The COVID-19 pandemic is resulting in landlords and tenants closely reviewing a clause in their lease that was long considered unimportant boilerplate. Yes, we are referring to the “force majeure” provision. “Force majeure” is translated from French as “superior strength” and is often thought of an act of God or act of nature. Black’s law dictionary defines it as “a contractual provision allocating the risk of loss if performance becomes impossible or impracticable, especially as a result of an event or effect that the parties could not have anticipated or controlled.” In the coming months many conversations will take place regarding the applicability of the force majeure clause to closures related to the COVID-19 pandemic as well as the related doctrine of impossibility.
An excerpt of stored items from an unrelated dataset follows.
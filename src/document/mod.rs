//! The document scanner: a pull-driven state machine over the entity
//! scanner.
//!
//! [`DocumentScanner::next_event`] advances the scan by exactly one
//! structural event, delivering it to the [`DocumentHandler`] and returning
//! its [`EventKind`]. Internally each driver (XML declaration, prolog,
//! DTD, content, trailing misc) runs one step and either produces an event
//! or names the driver to continue with; a single loop does the dispatch,
//! so entity nesting never deepens the call stack across events.
//!
//! ```
//! use xmlscan::document::{DefaultHandler, DocumentScanner, EventKind};
//! use xmlscan::entity::InputSource;
//! use xmlscan::parser::ParseOptions;
//!
//! let mut handler = DefaultHandler;
//! let options = ParseOptions::default();
//! let mut scanner = DocumentScanner::new(
//!     InputSource::from_string("<doc>hi</doc>"),
//!     &options,
//!     &mut handler,
//! );
//! let mut events = Vec::new();
//! loop {
//!     let event = scanner.next_event().unwrap();
//!     events.push(event);
//!     if event == EventKind::EndDocument {
//!         break;
//!     }
//! }
//! assert_eq!(
//!     events,
//!     [
//!         EventKind::StartDocument,
//!         EventKind::StartElement,
//!         EventKind::Characters,
//!         EventKind::EndElement,
//!         EventKind::EndDocument,
//!     ]
//! );
//! assert!(scanner.next_event().unwrap_err().is_no_more_elements());
//! ```

mod content;
mod drivers;
pub mod handler;

use std::fmt;

use crate::dtd::DtdScanner;
use crate::entity::{EntityStore, InputSource};
use crate::error::{ErrorKind, ErrorSeverity, ParseError, SourceLocation};
use crate::namespace::NamespaceContext;
use crate::parser::ParseOptions;
use crate::scanner::EntityScanner;
use crate::util::dict::Symbol;
use crate::util::qname::QName;

pub use handler::{Attribute, Attributes, DefaultHandler, DocumentHandler};

/// The structural events returned by [`DocumentScanner::next_event`].
#[derive(Debug, Clone, Copy, PartialEq, Eq, Hash)]
pub enum EventKind {
    StartDocument,
    XmlDecl,
    /// The DOCTYPE declaration with its internal and external subsets.
    Dtd,
    StartElement,
    EmptyElement,
    EndElement,
    Characters,
    /// A complete CDATA section.
    CData,
    Comment,
    ProcessingInstruction,
    /// A general entity started expanding in content.
    StartEntity,
    /// A general entity finished expanding.
    EndEntity,
    EndDocument,
}

impl fmt::Display for EventKind {
    fn fmt(&self, f: &mut fmt::Formatter<'_>) -> fmt::Result {
        let s = match self {
            EventKind::StartDocument => "start document",
            EventKind::XmlDecl => "XML declaration",
            EventKind::Dtd => "DTD",
            EventKind::StartElement => "start element",
            EventKind::EmptyElement => "empty element",
            EventKind::EndElement => "end element",
            EventKind::Characters => "characters",
            EventKind::CData => "CDATA section",
            EventKind::Comment => "comment",
            EventKind::ProcessingInstruction => "processing instruction",
            EventKind::StartEntity => "start entity",
            EventKind::EndEntity => "end entity",
            EventKind::EndDocument => "end document",
        };
        f.write_str(s)
    }
}

/// Where the scan is.
#[derive(Debug, Clone, Copy, PartialEq, Eq, Hash)]
pub enum ScannerState {
    /// Before the optional XML declaration.
    XmlDecl,
    /// Between the XML declaration and the root element.
    Prolog,
    /// Inside the internal subset.
    DtdInternalDecls,
    /// The internal subset is done and the external subset is about to open.
    DtdExternal,
    /// Inside the external subset.
    DtdExternalDecls,
    /// Inside the root element.
    Content,
    /// After the root element.
    TrailingMisc,
    /// The document was fully scanned.
    Terminated,
    /// A fatal error stopped the scan.
    Failed,
}

/// The active driver.
#[derive(Debug, Clone, Copy, PartialEq, Eq)]
enum Driver {
    XmlDecl,
    Prolog,
    Dtd,
    Content,
    TrailingMisc,
}

/// Outcome of one driver step.
#[derive(Debug, Clone, Copy, PartialEq, Eq)]
enum Step {
    /// An event was delivered; return it to the caller.
    Event(EventKind),
    /// Continue with another driver.
    Switch(Driver),
    /// Run the same driver again.
    Again,
}

/// An entity reference found while coalescing character data, to be
/// handled at the start of the next step.
#[derive(Debug, Clone, PartialEq, Eq)]
enum PendingRef {
    /// A character reference to report as an entity (`#65`, `#x41`).
    Char { name: String, value: char },
    /// A predefined entity to report as an entity.
    Builtin { name: Symbol, value: char },
    /// A declared or undeclared general entity.
    Named(Symbol),
}

/// One scan of one document.
///
/// Owns the entity stack, namespace context and declarations for the
/// duration of the scan. Options are copied once at construction. The
/// session must not be shared across threads; [`reset`](Self::reset)
/// reuses it for another document.
pub struct DocumentScanner<'h> {
    scanner: EntityScanner,
    entities: EntityStore,
    ns: NamespaceContext,
    options: ParseOptions,
    handler: &'h mut dyn DocumentHandler,
    dtd: DtdScanner,
    state: ScannerState,
    driver: Driver,
    started: bool,
    failure: Option<ParseError>,
    /// Diagnostics already handed to the handler.
    delivered: usize,
    /// Open elements, outermost first.
    elements: Vec<QName>,
    /// Open general entities in content.
    entity_depth: usize,
    standalone: bool,
    seen_doctype: bool,
    seen_root: bool,
    pending_ref: Option<PendingRef>,
    pending_external_subset: Option<InputSource>,
}

impl<'h> DocumentScanner<'h> {
    /// Creates a session over `document`.
    pub fn new(
        document: InputSource,
        options: &ParseOptions,
        handler: &'h mut dyn DocumentHandler,
    ) -> Self {
        Self {
            scanner: Self::open(document, options),
            entities: EntityStore::new(),
            ns: NamespaceContext::new(),
            options: options.clone(),
            handler,
            dtd: DtdScanner::new(),
            state: ScannerState::XmlDecl,
            driver: Driver::XmlDecl,
            started: false,
            failure: None,
            delivered: 0,
            elements: Vec::new(),
            entity_depth: 0,
            standalone: false,
            seen_doctype: false,
            seen_root: false,
            pending_ref: None,
            pending_external_subset: None,
        }
    }

    fn open(document: InputSource, options: &ParseOptions) -> EntityScanner {
        EntityScanner::new(
            document,
            options.buffer_size,
            options.security.clone(),
            options.continue_after_fatal_error,
        )
    }

    /// Starts over on a new document with the same options and handler.
    /// Declarations, namespace bindings and limit counters are cleared.
    pub fn reset(&mut self, document: InputSource) {
        self.scanner = Self::open(document, &self.options);
        self.entities.reset();
        self.ns.reset();
        self.dtd.reset();
        self.state = ScannerState::XmlDecl;
        self.driver = Driver::XmlDecl;
        self.started = false;
        self.failure = None;
        self.delivered = 0;
        self.elements.clear();
        self.entity_depth = 0;
        self.standalone = false;
        self.seen_doctype = false;
        self.seen_root = false;
        self.pending_ref = None;
        self.pending_external_subset = None;
    }

    /// Scans up to and including the next event.
    ///
    /// # Errors
    ///
    /// Returns the fatal error that stopped the scan; every later call
    /// returns it again. After [`EventKind::EndDocument`] the error kind is
    /// [`ErrorKind::NoMoreElements`].
    pub fn next_event(&mut self) -> Result<EventKind, ParseError> {
        if let Some(err) = &self.failure {
            return Err(err.clone());
        }
        if self.state == ScannerState::Terminated {
            return Err(self.scanner.error(
                ErrorKind::NoMoreElements,
                "NoMoreElements",
                "the end of the document has already been reached",
            ));
        }
        let result = self.run();
        self.flush_diagnostics();
        result.map_err(|err| {
            log::trace!("scan failed: {err}");
            self.state = ScannerState::Failed;
            self.failure = Some(err.clone());
            err
        })
    }

    fn run(&mut self) -> Result<EventKind, ParseError> {
        if !self.started {
            self.started = true;
            self.handler.start_document();
            return Ok(EventKind::StartDocument);
        }
        loop {
            let step = match self.driver {
                Driver::XmlDecl => self.xml_decl_step()?,
                Driver::Prolog => self.prolog_step()?,
                Driver::Dtd => self.dtd_step()?,
                Driver::Content => self.content_step()?,
                Driver::TrailingMisc => self.trailing_misc_step()?,
            };
            match step {
                Step::Event(kind) => return Ok(kind),
                Step::Switch(driver) => {
                    log::trace!("driver {:?} -> {driver:?}", self.driver);
                    self.driver = driver;
                }
                Step::Again => {}
            }
        }
    }

    /// Hands new warnings and recovered errors to the handler.
    fn flush_diagnostics(&mut self) {
        let pending = self.scanner.pending_diagnostics();
        for diagnostic in pending.iter().skip(self.delivered) {
            match diagnostic.severity {
                ErrorSeverity::Warning => self.handler.warning(diagnostic),
                ErrorSeverity::Error => self.handler.error(diagnostic),
                ErrorSeverity::Fatal => self.handler.fatal_error(diagnostic),
            }
        }
        self.delivered = pending.len();
    }

    /// Where the scan is.
    #[must_use]
    pub fn state(&self) -> ScannerState {
        self.state
    }

    /// The position of the next unread character in the innermost entity.
    #[must_use]
    pub fn location(&self) -> SourceLocation {
        self.scanner.location()
    }

    /// Number of general entities currently expanding in content.
    #[must_use]
    pub fn entity_depth(&self) -> usize {
        self.entity_depth
    }

    /// Number of open elements.
    #[must_use]
    pub fn element_depth(&self) -> usize {
        self.elements.len()
    }

    /// The entity declarations collected so far.
    #[must_use]
    pub fn entities(&self) -> &EntityStore {
        &self.entities
    }

    /// The underlying entity scanner.
    #[must_use]
    pub fn entity_scanner(&self) -> &EntityScanner {
        &self.scanner
    }

    fn set_state(&mut self, state: ScannerState) {
        log::trace!("state {:?} -> {state:?}", self.state);
        self.state = state;
    }
}

impl fmt::Debug for DocumentScanner<'_> {
    fn fmt(&self, f: &mut fmt::Formatter<'_>) -> fmt::Result {
        f.debug_struct("DocumentScanner")
            .field("state", &self.state)
            .field("driver", &self.driver)
            .field("elements", &self.elements.len())
            .field("entity_depth", &self.entity_depth)
            .field("scanner", &self.scanner)
            .finish_non_exhaustive()
    }
}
A force majeure event is an act that is unforeseen and beyond the reasonable control of the landlord and tenant. Because of the force majeure event, depending on the language in the lease, the parties might be excused from some (but perhaps not all) of the obligations under the agreement. An example could be a storm such as a major hurricane, an earthquake or an act of terrorism. Sometimes the clauses include labor shortages or issues or inability to procure materials, but financial inability is usually excluded. And importantly, rent is usually excluded from the type of obligations that are excused. Force majeure provisions are usually (but not always) pro-landlord and not heavily negotiated. Think of them as the boilerplate that is usually ignored except in large deals where the tenant has more leverage. The language may or may not include pandemics or public health emergencies as an excusable event. A good negotiator might try to include issues relating to failures to obtain building permits.